Buy the Ticket, Take the Ride

2011
10.22

Watched a documentary recently about the late, great Hunter S. Thompson entitled, “Buy the Ticket, Take the Ride”. What a journey! This man set new rules. Created a new type of journalism. Set his own bar. Consumed a ton of drugs. Shot firearms – often inside and altered. Was just a living contradiction. Highly moral. Yet living immorally by most folks standards.

By living without limits, he freed many people to see true potential in themselves. He created a persona that dominated non-fiction pieces he wrote. He created a whole new him – Dr. Gonzo.

Unfortunately, he couldn’t live up to his own persona. In the end, he killed himself. In several interviews, Hunter S. Thompson described the frustration of being himself or Dr. Gonzo. When asked to speak in a public, who did they hire? Who did they really want to hear? Could he live up to the wild eccentricities of Dr. Gonzo. Did anyone really want to hear Hunter anymore?

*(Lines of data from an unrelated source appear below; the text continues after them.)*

use crate::config::Keywords;
use crate::posting::CanonicalPosting;

pub const DEFAULT_LIMIT: usize = 50;

/// Read-side filter over a saved feed.
#[derive(Debug, Clone)]
pub struct Query {
    pub role: Option<String>,
    pub remote: Option<bool>,
    pub entry_level: Option<bool>,
    /// Words that mark a posting as entry level when found in its title or tags.
    pub entry_vocabulary: Vec<String>,
    pub limit: usize,
    pub skip: usize,
}

impl Default for Query {
    fn default() -> Self {
        Self {
            role: None,
            remote: None,
            entry_level: None,
            entry_vocabulary: Keywords::default().entry,
            limit: DEFAULT_LIMIT,
            skip: 0,
        }
    }
}

impl Query {
    pub fn matches(&self, job: &CanonicalPosting) -> bool {
        if let Some(role) = self.role.as_deref().map(str::to_lowercase) {
            let hit = job.title.to_lowercase().contains(&role)
                || job.description.to_lowercase().contains(&role)
                || job.tags.iter().any(|t| t.to_lowercase().contains(&role));
            if !hit {
                return false;
            }
        }
        if self.remote.is_some_and(|want| job.is_remote != want) {
            return false;
        }
        !self
            .entry_level
            .is_some_and(|want| self.is_entry_level(job) != want)
    }

    /// Title or a tag names an entry-level word; descriptions are not read.
    fn is_entry_level(&self, job: &CanonicalPosting) -> bool {
        let fields = std::iter::once(&job.title).chain(job.tags.iter());
        fields.map(|f| f.to_lowercase()).any(|f| {
            self.entry_vocabulary
                .iter()
                .filter(|kw| !kw.is_empty())
                .any(|kw| f.contains(&kw.to_lowercase()))
        })
    }

    pub fn apply<'a>(&self, jobs: &'a [CanonicalPosting]) -> Vec<&'a CanonicalPosting> {
        jobs.iter()
            .filter(|j| self.matches(j))
            .skip(self.skip)
            .take(self.limit)
            .collect()
    }
}

#[cfg(test)]
mod tests {
    use std::collections::BTreeSet;

    use chrono::{TimeZone, Utc};
    use serde_json::json;

    use super::*;
    use crate::config::Settings;
    use crate::pipeline::Pipeline;
    use crate::posting::{MatchReasons, RawPosting};

    fn job(title: &str, tags: &[&str], remote: bool) -> CanonicalPosting {
        CanonicalPosting {
            title: title.into(),
            company: "Acme".into(),
            location: String::new(),
            tags: tags.iter().map(|t| t.to_string()).collect(),
            job_url: format!("https://jobs/{title}"),
            description: String::new(),
            skills: BTreeSet::new(),
            source: "arbeitnow".into(),
            date_posted: None,
            salary: String::new(),
            is_remote: remote,
            match_reasons: MatchReasons::default(),
            raw: RawPosting::new(),
        }
    }

    fn feed() -> Vec<CanonicalPosting> {
        vec![
            job("Junior Data Analyst", &[], true),
            job("BI Developer", &["Data", "Junior"], false),
            job("Marketing Analyst", &[], true),
            job("Data Engineer", &["entry-level"], true),
        ]
    }

    fn titles(found: Vec<&CanonicalPosting>) -> Vec<&str> {
        found.into_iter().map(|j| j.title.as_str()).collect()
    }

    #[test]
    fn default_query_returns_everything() {
        let feed = feed();
        assert_eq!(Query::default().apply(&feed).len(), 4);
    }

    #[test]
    fn role_matches_title_or_tags() {
        let feed = feed();
        let q = Query {
            role: Some("DATA".into()),
            ..Query::default()
        };
        assert_eq!(
            titles(q.apply(&feed)),
            vec!["Junior Data Analyst", "BI Developer", "Data Engineer"]
        );
    }

    #[test]
    fn flags_compose() {
        let feed = feed();
        let q = Query {
            role: Some("analyst".into()),
            remote: Some(true),
            entry_level: Some(false),
            ..Query::default()
        };
        assert_eq!(titles(q.apply(&feed)), vec!["Marketing Analyst"]);
    }

    #[test]
    fn entry_level_splits_a_pipeline_feed() {
        let raw = [
            json!({"title": "Junior Data Analyst", "description": "remote", "job_url": "http://a/1", "source": "remoteok"}),
            json!({"title": "Data Analyst", "description": "graduate scheme", "job_url": "http://a/2", "source": "remoteok"}),
        ];
        let raw = raw
            .into_iter()
            .filter_map(|v| v.as_object().cloned())
            .collect();
        let pipeline = Pipeline::from_settings(
            &Settings::default(),
            Utc.with_ymd_and_hms(2024, 5, 10, 12, 0, 0).unwrap(),
        );
        let feed = pipeline.run(raw).jobs;
        assert_eq!(feed.len(), 2);

        let entry = |want| Query {
            entry_level: Some(want),
            ..Query::default()
        };
        assert_eq!(titles(entry(true).apply(&feed)), vec!["Junior Data Analyst"]);
        assert_eq!(titles(entry(false).apply(&feed)), vec!["Data Analyst"]);
    }

    #[test]
    fn skip_then_limit() {
        let feed = feed();
        let q = Query {
            skip: 1,
            limit: 2,
            ..Query::default()
        };
        assert_eq!(titles(q.apply(&feed)), vec!["BI Developer", "Marketing Analyst"]);
    }
}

This tension dominated his life. While based on fact, Dr. Gonzo went well beyond even Hunter’s comfort zone – at least for extended periods of time.

Are we any different? Do we create personas of ourselves? Personas that even we can’t live up to. Personas that are mere caricatures of who we truly are. Personas that we ultimately trap ourselves into.

I don’t know for certain, but I’ve often spoken to folks that described a life that didn’t resemble anything at all like what the world really saw. Just a thought… Sorry to interrupt your day.

The Holy Spirit

2011
07.19

Been reading Francis Chan’s The Forgotten God lately. I’m trying to read it slowly so that the reading will soak into me.

The whole idea that we have forgotten the Holy Spirit is personally a very convicting concept. Too often I overlook the Holy Spirit and His role in my life. Chan asserts that one living in the power of the Holy Spirit should have a life that is different from one living without the Spirit in  their life. Distinct. Superhuman. Make sense?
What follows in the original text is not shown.